- [Data to examine]
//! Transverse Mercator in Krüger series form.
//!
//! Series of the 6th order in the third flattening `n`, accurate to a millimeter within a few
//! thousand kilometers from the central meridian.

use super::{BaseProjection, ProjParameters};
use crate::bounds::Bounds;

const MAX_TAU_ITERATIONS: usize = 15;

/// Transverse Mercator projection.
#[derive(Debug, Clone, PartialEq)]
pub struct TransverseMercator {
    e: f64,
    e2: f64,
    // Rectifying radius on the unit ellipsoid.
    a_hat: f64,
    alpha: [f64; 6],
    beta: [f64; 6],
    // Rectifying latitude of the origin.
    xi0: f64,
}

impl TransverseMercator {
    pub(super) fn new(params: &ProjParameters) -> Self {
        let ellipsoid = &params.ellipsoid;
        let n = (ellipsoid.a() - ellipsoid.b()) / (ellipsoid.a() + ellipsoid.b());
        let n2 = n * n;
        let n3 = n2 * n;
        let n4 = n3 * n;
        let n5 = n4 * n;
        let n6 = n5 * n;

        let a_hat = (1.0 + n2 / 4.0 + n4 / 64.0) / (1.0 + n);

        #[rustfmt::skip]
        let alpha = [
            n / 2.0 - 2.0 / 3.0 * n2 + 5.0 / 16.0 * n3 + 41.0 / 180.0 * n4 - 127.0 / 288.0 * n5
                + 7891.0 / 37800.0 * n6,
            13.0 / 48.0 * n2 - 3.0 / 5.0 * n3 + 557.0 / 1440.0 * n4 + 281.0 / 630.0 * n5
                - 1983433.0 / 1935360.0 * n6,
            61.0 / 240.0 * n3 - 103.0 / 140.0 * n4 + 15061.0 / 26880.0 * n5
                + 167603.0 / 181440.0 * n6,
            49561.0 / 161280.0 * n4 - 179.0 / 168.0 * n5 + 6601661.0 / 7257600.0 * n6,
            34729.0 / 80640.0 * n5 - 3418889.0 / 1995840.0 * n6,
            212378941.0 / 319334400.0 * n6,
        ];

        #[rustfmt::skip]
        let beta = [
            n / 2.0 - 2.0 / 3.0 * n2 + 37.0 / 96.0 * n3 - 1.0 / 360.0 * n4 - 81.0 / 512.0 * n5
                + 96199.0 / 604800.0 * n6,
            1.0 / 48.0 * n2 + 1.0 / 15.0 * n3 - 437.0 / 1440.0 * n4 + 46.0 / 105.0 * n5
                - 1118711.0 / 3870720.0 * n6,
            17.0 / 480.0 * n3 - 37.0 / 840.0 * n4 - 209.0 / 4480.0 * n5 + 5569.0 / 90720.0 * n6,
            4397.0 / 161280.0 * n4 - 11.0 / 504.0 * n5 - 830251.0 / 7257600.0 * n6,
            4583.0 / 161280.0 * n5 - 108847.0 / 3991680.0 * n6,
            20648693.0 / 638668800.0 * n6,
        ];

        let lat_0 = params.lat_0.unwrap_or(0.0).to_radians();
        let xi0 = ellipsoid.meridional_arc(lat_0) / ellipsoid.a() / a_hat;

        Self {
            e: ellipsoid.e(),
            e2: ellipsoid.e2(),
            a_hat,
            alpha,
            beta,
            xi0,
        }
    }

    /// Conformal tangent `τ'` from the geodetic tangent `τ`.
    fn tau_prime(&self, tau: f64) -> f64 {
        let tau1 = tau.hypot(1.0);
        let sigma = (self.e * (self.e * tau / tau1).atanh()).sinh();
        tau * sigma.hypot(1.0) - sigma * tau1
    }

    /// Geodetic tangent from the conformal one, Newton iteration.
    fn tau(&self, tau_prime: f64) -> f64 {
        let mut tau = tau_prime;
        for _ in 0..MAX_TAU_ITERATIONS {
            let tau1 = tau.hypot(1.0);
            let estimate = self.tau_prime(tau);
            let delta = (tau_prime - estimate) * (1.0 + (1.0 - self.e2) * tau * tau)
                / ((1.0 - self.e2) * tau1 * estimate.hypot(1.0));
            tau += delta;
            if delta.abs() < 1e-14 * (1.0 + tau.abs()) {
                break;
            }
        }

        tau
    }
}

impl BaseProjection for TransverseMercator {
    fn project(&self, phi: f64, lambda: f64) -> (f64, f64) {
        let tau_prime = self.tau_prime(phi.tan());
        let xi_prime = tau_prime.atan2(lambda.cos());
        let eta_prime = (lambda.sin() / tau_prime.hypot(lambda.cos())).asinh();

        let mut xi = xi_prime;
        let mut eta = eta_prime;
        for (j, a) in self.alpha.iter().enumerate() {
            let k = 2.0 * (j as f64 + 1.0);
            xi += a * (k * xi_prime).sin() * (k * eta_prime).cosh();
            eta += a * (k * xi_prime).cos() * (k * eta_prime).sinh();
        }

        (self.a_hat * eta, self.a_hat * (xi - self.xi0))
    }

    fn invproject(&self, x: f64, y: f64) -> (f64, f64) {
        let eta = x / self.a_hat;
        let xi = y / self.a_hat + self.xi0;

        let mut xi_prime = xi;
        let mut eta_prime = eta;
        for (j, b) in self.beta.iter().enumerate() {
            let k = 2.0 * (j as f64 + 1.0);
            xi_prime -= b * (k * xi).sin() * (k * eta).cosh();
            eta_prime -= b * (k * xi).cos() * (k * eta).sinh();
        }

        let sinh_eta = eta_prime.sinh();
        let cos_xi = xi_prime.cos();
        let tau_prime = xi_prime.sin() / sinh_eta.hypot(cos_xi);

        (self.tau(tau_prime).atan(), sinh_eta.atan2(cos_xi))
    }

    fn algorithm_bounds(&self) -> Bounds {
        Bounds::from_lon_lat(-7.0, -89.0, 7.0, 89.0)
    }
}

- [Required action] Your task for the entries above: copy exactly the span starting with the line with "- 1983433.0 /" and going on through the line with "- 1118711.0 /", both lines included, and nothing else.

- [Response to the task]
                - 1983433.0 / 1935360.0 * n6,
            61.0 / 240.0 * n3 - 103.0 / 140.0 * n4 + 15061.0 / 26880.0 * n5
                + 167603.0 / 181440.0 * n6,
            49561.0 / 161280.0 * n4 - 179.0 / 168.0 * n5 + 6601661.0 / 7257600.0 * n6,
            34729.0 / 80640.0 * n5 - 3418889.0 / 1995840.0 * n6,
            212378941.0 / 319334400.0 * n6,
        ];

        #[rustfmt::skip]
        let beta = [
            n / 2.0 - 2.0 / 3.0 * n2 + 37.0 / 96.0 * n3 - 1.0 / 360.0 * n4 - 81.0 / 512.0 * n5
                + 96199.0 / 604800.0 * n6,
            1.0 / 48.0 * n2 + 1.0 / 15.0 * n3 - 437.0 / 1440.0 * n4 + 46.0 / 105.0 * n5
                - 1118711.0 / 3870720.0 * n6,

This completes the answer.